Category Archives: geek

Worldwide network measurements with RIPE Atlas

The RIPE NCC is the Regional Internet Registry (RIR) for Europe, the Middle East and parts of Central Asia. It’s an administrative and technical organization in charge of allocation and registration of Internet number resources (AS numbers and IP adresses) in its region.

In december 2010 they started a new experimental project named RIPE Atlas. The aim of this project is to “produce a collection of live Internet maps with unprecedented detail” by distributing small probes across the region to collect details about the network from thousands of different locations. Anyone can participate, you can request your probe for free but notice that least equipped areas will get their probe first!

Few days ago I received mine, the hardware is an XPort® Pro from Lantronix customized by the RIPE with the MAC address of the device printed on a side.

The device contains a tiny 32-bit Freescale processor with 16MB of Flash, a 100Base-TX RJ45 connector and a USB port to give its power to the device.

The probe connected to my home router (Freebox)

Currently the predefined measurements are made against the first and second hops, a bunch of root servers and some RIPE subdomains. It is expected (with the next firmware update) that anyone with an up & running probe will earn points that could be converted at anytime to execute his own measurements within the Atlas network. It’s worth noting that the probe supports IPv4 and IPv6 as well.

The members’ area of the website is rather well-made but requires a lot of Javascript to work.

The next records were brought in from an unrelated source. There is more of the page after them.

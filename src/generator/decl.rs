use super::body::{nested_body_name, BodyType, Direction, HttpVariant};
use super::naming::field_name;
use super::registry::{ArtifactKind, Registry};
use super::templates::{FieldDecl, StructDeclTemplate};
use crate::design::{Attribute, DataType, TypeGraph, TypeId};
use anyhow::Context;
use askama::Template;

/// Service/method context for declaration doc comments.
#[derive(Debug, Clone, Copy)]
pub struct DeclContext<'a> {
    pub service: &'a str,
    pub method: &'a str,
}

/// Whether an attribute renders nullable in the given direction.
///
/// Decode-side fields are always nullable so the validation function can
/// report missing required attributes; encode-side fields follow the
/// attribute's own flags.
pub fn is_nullable(attr: &Attribute, direction: Direction) -> bool {
    match direction {
        Direction::Encode => attr.is_nullable(),
        Direction::Decode => true,
    }
}

/// Renders the Rust type a [`DataType`] takes inside a wire body.
pub fn wire_type(graph: &TypeGraph, ty: &DataType, direction: Direction) -> anyhow::Result<String> {
    Ok(match ty {
        DataType::Primitive(kind) => kind.rust_type().to_string(),
        DataType::Array(elem) => format!("Vec<{}>", wire_type(graph, elem, direction)?),
        DataType::Map(key, value) => format!(
            "std::collections::HashMap<{}, {}>",
            wire_type(graph, key, direction)?,
            wire_type(graph, value, direction)?
        ),
        DataType::Ref(id) => {
            let ut = graph.get(*id)?;
            nested_body_name(&ut.name, direction)
        }
        DataType::Any => "serde_json::Value".to_string(),
        // Nested inline objects are rejected by the design check; top-level
        // objects never reach this function.
        DataType::Object(_) => anyhow::bail!("inline object has no wire type name"),
    })
}

fn field_decl(
    graph: &TypeGraph,
    attr: &Attribute,
    direction: Direction,
) -> anyhow::Result<FieldDecl> {
    let mut base = wire_type(graph, &attr.ty, direction)?;
    // Direct nested-body fields are boxed so recursive user types produce a
    // finite struct layout. Collection indirection already takes care of
    // refs inside arrays and maps.
    if matches!(attr.ty, DataType::Ref(_)) {
        base = format!("Box<{base}>");
    }
    let optional = is_nullable(attr, direction);
    Ok(FieldDecl {
        name: field_name(&attr.name),
        rename: attr.name.clone(),
        ty: if optional {
            format!("Option<{base}>")
        } else {
            base
        },
        optional,
    })
}

fn direction_noun(direction: Direction) -> &'static str {
    match direction {
        Direction::Encode => "request",
        Direction::Decode => "response",
    }
}

fn body_doc(ctx: DeclContext<'_>, body: &BodyType) -> String {
    match &body.variant {
        HttpVariant::Request => format!(
            "/// {} is the type of the \"{}\" service \"{}\" endpoint HTTP request body.",
            body.name, ctx.service, ctx.method
        ),
        HttpVariant::Response { .. } => format!(
            "/// {} is the type of the \"{}\" service \"{}\" endpoint HTTP response body.",
            body.name, ctx.service, ctx.method
        ),
        HttpVariant::Error { name } => format!(
            "/// {} is the type of the \"{}\" service \"{}\" endpoint HTTP response body for the \"{}\" error.",
            body.name, ctx.service, ctx.method, name
        ),
    }
}

fn emit_object_decl(
    graph: &TypeGraph,
    reg: &mut Registry,
    name: &str,
    doc: String,
    attrs: &[Attribute],
    direction: Direction,
) -> anyhow::Result<()> {
    if !reg.declare(name) {
        return Ok(());
    }
    let fields = attrs
        .iter()
        .map(|attr| field_decl(graph, attr, direction))
        .collect::<anyhow::Result<Vec<_>>>()?;
    let code = StructDeclTemplate {
        doc,
        name: name.to_string(),
        fields,
    }
    .render()
    .with_context(|| format!("rendering declaration {name}"))?;
    reg.push(ArtifactKind::TypeDecl, name, code);

    // Nested user types referenced from the fields, in field order.
    let mut refs = Vec::new();
    for attr in attrs {
        graph.collect_refs(&attr.ty, &mut refs);
    }
    for id in refs {
        emit_nested_decl(graph, reg, id, direction)?;
    }
    Ok(())
}

fn emit_nested_decl(
    graph: &TypeGraph,
    reg: &mut Registry,
    id: TypeId,
    direction: Direction,
) -> anyhow::Result<()> {
    let ut = graph.get(id)?;
    let name = nested_body_name(&ut.name, direction);
    let doc = format!(
        "/// {} is used to define fields on HTTP {} body types.",
        name,
        direction_noun(direction)
    );
    emit_object_decl(graph, reg, &name, doc, &ut.attributes, direction)
}

/// Emits the declaration for a derived body type, plus declarations for
/// every nested user type it references, each exactly once per run.
///
/// Degenerate (non-object) bodies have no declaration of their own but may
/// still pull in nested declarations, e.g. a body that is an array of a
/// user type.
pub fn emit_body_decls(
    graph: &TypeGraph,
    reg: &mut Registry,
    ctx: DeclContext<'_>,
    body: &BodyType,
) -> anyhow::Result<()> {
    let direction = body.direction();
    match &body.data {
        DataType::Object(attrs) => {
            emit_object_decl(graph, reg, &body.name, body_doc(ctx, body), attrs, direction)
        }
        other => {
            let mut refs = Vec::new();
            graph.collect_refs(other, &mut refs);
            for id in refs {
                emit_nested_decl(graph, reg, id, direction)?;
            }
            Ok(())
        }
    }
}
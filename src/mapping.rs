use std::collections::HashSet;
use std::fs::File;
use std::io::{BufRead, BufReader};
use std::path::Path;

use crate::error::LabelError;

/// Class names the shipped model was trained with, in output order.
pub const DEFAULT_CLASS_NAMES: [&str; 2] = ["benign", "malignant"];

pub fn default_class_names() -> Vec<String> {
    DEFAULT_CLASS_NAMES.iter().map(|s| s.to_string()).collect()
}

/// Reads one class name per line. Line order is the model output order.
pub fn load_class_names(file_path: &Path) -> Result<Vec<String>, LabelError> {
    let file = File::open(file_path).map_err(|source| LabelError::Io {
        path: file_path.to_path_buf(),
        source,
    })?;
    let reader = BufReader::new(file);

    let mut names = Vec::new();
    for line in reader.lines() {
        let line = line.map_err(|source| LabelError::Io {
            path: file_path.to_path_buf(),
            source,
        })?;
        let name = line.trim();
        if !name.is_empty() {
            names.push(name.to_string());
        }
    }

    if names.is_empty() {
        return Err(LabelError::Empty(file_path.to_path_buf()));
    }
    check_unique(&names)?;
    Ok(names)
}

fn check_unique(names: &[String]) -> Result<(), LabelError> {
    let mut seen = HashSet::with_capacity(names.len());
    for name in names {
        if !seen.insert(name.as_str()) {
            return Err(LabelError::Duplicate(name.clone()));
        }
    }
    Ok(())
}

#[cfg(test)]
mod tests {
    use super::*;
    use std::io::Write;

    fn labels_file(contents: &str) -> tempfile::NamedTempFile {
        let mut f = tempfile::NamedTempFile::new().unwrap();
        f.write_all(contents.as_bytes()).unwrap();
        f
    }

    #[test]
    fn defaults_are_benign_then_malignant() {
        assert_eq!(default_class_names(), vec!["benign", "malignant"]);
    }

    #[test]
    fn loads_in_file_order_and_trims() {
        let f = labels_file("  nevus\n\nmelanoma \r\nkeratosis\n");
        let names = load_class_names(f.path()).unwrap();
        assert_eq!(names, vec!["nevus", "melanoma", "keratosis"]);
    }

    #[test]
    fn empty_file_is_rejected() {
        let f = labels_file("\n  \n");
        assert!(matches!(load_class_names(f.path()), Err(LabelError::Empty(_))));
    }

    #[test]
    fn duplicates_are_rejected() {
        let f = labels_file("benign\nmalignant\nbenign\n");
        match load_class_names(f.path()) {
            Err(LabelError::Duplicate(name)) => assert_eq!(name, "benign"),
            other => panic!("expected duplicate error, got {other:?}"),
        }
    }

    #[test]
    fn missing_file_is_io_error() {
        let dir = tempfile::tempdir().unwrap();
        let err = load_class_names(&dir.path().join("nope.txt")).unwrap_err();
        assert!(matches!(err, LabelError::Io { .. }));
    }
}
//! HTTP surface: `GET /ping` and `POST /predict`.

use actix_cors::Cors;
use actix_multipart::{Field, Multipart};
use actix_web::http::StatusCode;
use actix_web::{HttpResponse, ResponseError, get, post, web};
use futures_util::TryStreamExt;
use serde_json::json;
use thiserror::Error;

use crate::error::PredictError;
use crate::service::InferenceService;

/// Multipart part name the frontend uploads the image under.
pub const FILE_FIELD: &str = "file";

/// Shared per-process state handed to every handler.
#[derive(Debug)]
pub struct AppState {
    pub service: InferenceService,
    pub max_upload_bytes: usize,
}

#[derive(Debug, Error)]
pub enum ApiError {
    #[error("no image upload found, expected a multipart part named `file`")]
    MissingFile,

    #[error("malformed multipart body: {0}")]
    Multipart(String),

    #[error("upload exceeds the limit of {0} bytes")]
    TooLarge(usize),

    #[error(transparent)]
    Predict(#[from] PredictError),

    #[error("inference worker failed: {0}")]
    Worker(String),
}

impl ResponseError for ApiError {
    fn status_code(&self) -> StatusCode {
        match self {
            ApiError::MissingFile | ApiError::Multipart(_) => StatusCode::BAD_REQUEST,
            ApiError::TooLarge(_) => StatusCode::PAYLOAD_TOO_LARGE,
            ApiError::Predict(e) if e.is_client_error() => StatusCode::BAD_REQUEST,
            ApiError::Predict(_) | ApiError::Worker(_) => StatusCode::INTERNAL_SERVER_ERROR,
        }
    }

    fn error_response(&self) -> HttpResponse {
        let status = self.status_code();
        if status.is_server_error() {
            tracing::error!("predict failed: {self}");
        } else {
            tracing::warn!("rejected upload: {self}");
        }
        HttpResponse::build(status).json(json!({ "detail": self.to_string() }))
    }
}

/// CORS policy allowing exactly one frontend origin. Without an origin no
/// cross-origin request is allowed.
pub fn cors(allowed_origin: Option<&str>) -> Cors {
    let cors = Cors::default()
        .allow_any_method()
        .allow_any_header()
        .max_age(3600);
    match allowed_origin {
        Some(origin) => cors.allowed_origin(origin).supports_credentials(),
        None => cors,
    }
}

pub fn configure(cfg: &mut web::ServiceConfig) {
    cfg.service(ping).service(predict);
}

#[get("/ping")]
async fn ping() -> HttpResponse {
    HttpResponse::Ok().json(json!({ "message": "Hello, I am alive!" }))
}

#[post("/predict")]
async fn predict(
    state: web::Data<AppState>,
    payload: Multipart,
) -> Result<HttpResponse, ApiError> {
    let image_data = read_upload(payload, state.max_upload_bytes).await?;
    tracing::debug!(bytes = image_data.len(), "received upload");

    // Decode and forward pass are CPU bound, keep them off the async workers.
    let prediction = web::block(move || state.service.predict(&image_data))
        .await
        .map_err(|e| ApiError::Worker(e.to_string()))??;

    tracing::info!(class = %prediction.class, confidence = prediction.confidence, "predicted");
    Ok(HttpResponse::Ok().json(prediction))
}

/// Returns the part named [`FILE_FIELD`], or failing that the first part
/// carrying a filename.
async fn read_upload(mut payload: Multipart, limit: usize) -> Result<Vec<u8>, ApiError> {
    let mut fallback = None;
    while let Some(mut field) = payload
        .try_next()
        .await
        .map_err(|e| ApiError::Multipart(e.to_string()))?
    {
        let is_file_field = field.name() == Some(FILE_FIELD);
        let has_filename = field
            .content_disposition()
            .and_then(|cd| cd.get_filename())
            .is_some();

        if is_file_field {
            return read_field(&mut field, limit).await;
        }
        if has_filename && fallback.is_none() {
            fallback = Some(read_field(&mut field, limit).await?);
        }
    }
    fallback.ok_or(ApiError::MissingFile)
}

async fn read_field(field: &mut Field, limit: usize) -> Result<Vec<u8>, ApiError> {
    let mut buf = Vec::new();
    while let Some(chunk) = field
        .try_next()
        .await
        .map_err(|e| ApiError::Multipart(e.to_string()))?
    {
        if buf.len() + chunk.len() > limit {
            return Err(ApiError::TooLarge(limit));
        }
        buf.extend_from_slice(&chunk);
    }
    Ok(buf)
}
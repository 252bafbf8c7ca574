pub mod cli;
pub mod device;
pub mod error;
pub mod http;
pub mod mapping;
pub mod model;
pub mod postprocess;
pub mod preprocess;
pub mod service;

pub use crate::cli::Args;
pub use crate::device::Device;
pub use crate::error::{DecodeError, InferenceError, LabelError, ModelLoadError, PredictError};
pub use crate::http::{AppState, cors};
pub use crate::mapping::{default_class_names, load_class_names};
pub use crate::model::{Classifier, OnnxClassifier, OnnxModel, check_model_file, init_runtime};
pub use crate::postprocess::{Prediction, argmax_and_max, softmax};
pub use crate::preprocess::{PreprocessConfig, Processor};
pub use crate::service::InferenceService;
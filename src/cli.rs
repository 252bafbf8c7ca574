use std::path::PathBuf;

use clap::Parser;

#[derive(Parser, Clone, Debug)]
#[command(author, version, about = "Benign/malignant skin lesion classifier over HTTP", long_about = None)]
pub struct Args {
    /// ONNX model path
    #[arg(long, env = "MODEL_PATH", default_value = "saved_models/1.onnx")]
    pub model: PathBuf,

    /// Class names file, one per line in model output order
    #[arg(long, env = "LABELS_PATH")]
    pub labels: Option<PathBuf>,

    #[arg(long, env = "HOST", default_value = "0.0.0.0")]
    pub host: String,

    #[arg(long, env = "PORT", default_value_t = 8000)]
    pub port: u16,

    /// The single frontend origin allowed to call the API cross-origin
    #[arg(long, env = "ALLOWED_ORIGIN", value_parser = parse_origin)]
    pub allowed_origin: Option<String>,

    /// Maximum accepted upload size in bytes
    #[arg(long, env = "MAX_UPLOAD_BYTES", default_value_t = 10 * 1024 * 1024)]
    pub max_upload_bytes: usize,

    /// ONNX Runtime intra-op threads
    #[arg(long, env = "INTRA_THREADS")]
    pub intra_threads: Option<usize>,

    /// HTTP worker count
    #[arg(long, env = "WORKERS")]
    pub workers: Option<usize>,
}

fn parse_origin(s: &str) -> Result<String, String> {
    let origin = s.trim().trim_end_matches('/');
    if origin == "*" {
        return Err("wildcard origins are not allowed, name the frontend origin".into());
    }
    if !(origin.starts_with("http://") || origin.starts_with("https://")) {
        return Err(format!("origin {origin:?} must start with http:// or https://"));
    }
    Ok(origin.to_string())
}
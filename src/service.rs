use std::fmt;
use std::sync::Arc;
use std::time::Instant;

use crate::device::Device;
use crate::error::{InferenceError, ModelLoadError, PredictError};
use crate::model::Classifier;
use crate::postprocess::{Prediction, classify};
use crate::preprocess::Processor;

/// Everything a prediction needs, built once at startup and shared
/// read-only between requests.
#[derive(Clone)]
pub struct InferenceService {
    model: Arc<dyn Classifier>,
    processor: Processor,
    class_names: Arc<[String]>,
}

impl fmt::Debug for InferenceService {
    fn fmt(&self, f: &mut fmt::Formatter<'_>) -> fmt::Result {
        f.debug_struct("InferenceService")
            .field("device", &self.model.device())
            .field("processor", &self.processor)
            .field("class_names", &self.class_names)
            .finish()
    }
}

impl InferenceService {
    /// Fails if the classifier's output width differs from the number of
    /// class names.
    pub fn new(
        model: Arc<dyn Classifier>,
        processor: Processor,
        class_names: Vec<String>,
    ) -> Result<Self, ModelLoadError> {
        if model.num_classes() != class_names.len() {
            return Err(ModelLoadError::ClassCountMismatch {
                expected: class_names.len(),
                actual: model.num_classes(),
            });
        }
        Ok(Self {
            model,
            processor,
            class_names: class_names.into(),
        })
    }

    pub fn class_names(&self) -> &[String] {
        &self.class_names
    }

    pub fn device(&self) -> Device {
        self.model.device()
    }

    /// Decode, preprocess, score and label one uploaded image.
    pub fn predict(&self, bytes: &[u8]) -> Result<Prediction, PredictError> {
        let t = Instant::now();
        let xs = self.processor.preprocess(bytes)?;
        let preprocess_time = t.elapsed();

        let t = Instant::now();
        let logits = self.model.forward(xs.view())?;
        let model_time = t.elapsed();

        if logits.nrows() != 1 || logits.ncols() != self.class_names.len() {
            return Err(InferenceError(format!(
                "model returned scores of shape {:?}, expected [1, {}]",
                logits.shape(),
                self.class_names.len()
            ))
            .into());
        }
        let scores = logits.row(0);
        if scores.iter().any(|s| !s.is_finite()) {
            return Err(InferenceError(format!("model returned non-finite scores {scores}")).into());
        }

        let prediction = classify(scores, &self.class_names);
        tracing::debug!(
            class = %prediction.class,
            confidence = prediction.confidence,
            ?preprocess_time,
            ?model_time,
            "prediction"
        );
        Ok(prediction)
    }
}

For example they have made their own tabs for navigating between links. IMHO this is overkill but it’s definitely usable.

Once logged in you can access the graph generated by your own probe but also probes from others, this is not very useful at this time but it’s definitely great to see how others perform from different regions of the globe!

The Atlas network was designed with openness in mind thus the RIPE NCC also provides a very simple API to customize your graphs or access the raw data from your probe. For instance this is a graph showing the RTT from my probe located near Paris to the K-root server in IPv6:

Graph of the RTT from the probe to the K-root server in IPv6

This is the kind of project that will lead us to have a better comprehension of the inner behaviors of the networks and improves it for the sake of all.
Kudos to the RIPE NCC team for the initiative.

irssi: remotely attach/create a screen in one line

If you’re a big fan of irssi and you’re running it on a remote server over SSH and inside a screen, then I have a nice tip to share with you.

irssi logo

Just put the following line inside your .zshrc or .bashrc file:

alias rirssi='ssh user@your.server.com -t screen -dRUS irssi irssi'

This simple alias will allow you to:

  • Connect to your remote SSH server
  • Attach to your existing irssi screen named “irssi”
  • If the screen doesn’t already exist:
    • create a new screen
    • start irssi inside it
    • attach the newly created session

Pretty cool isn’t it? ;-)

Server migration: please welcome “Storm”!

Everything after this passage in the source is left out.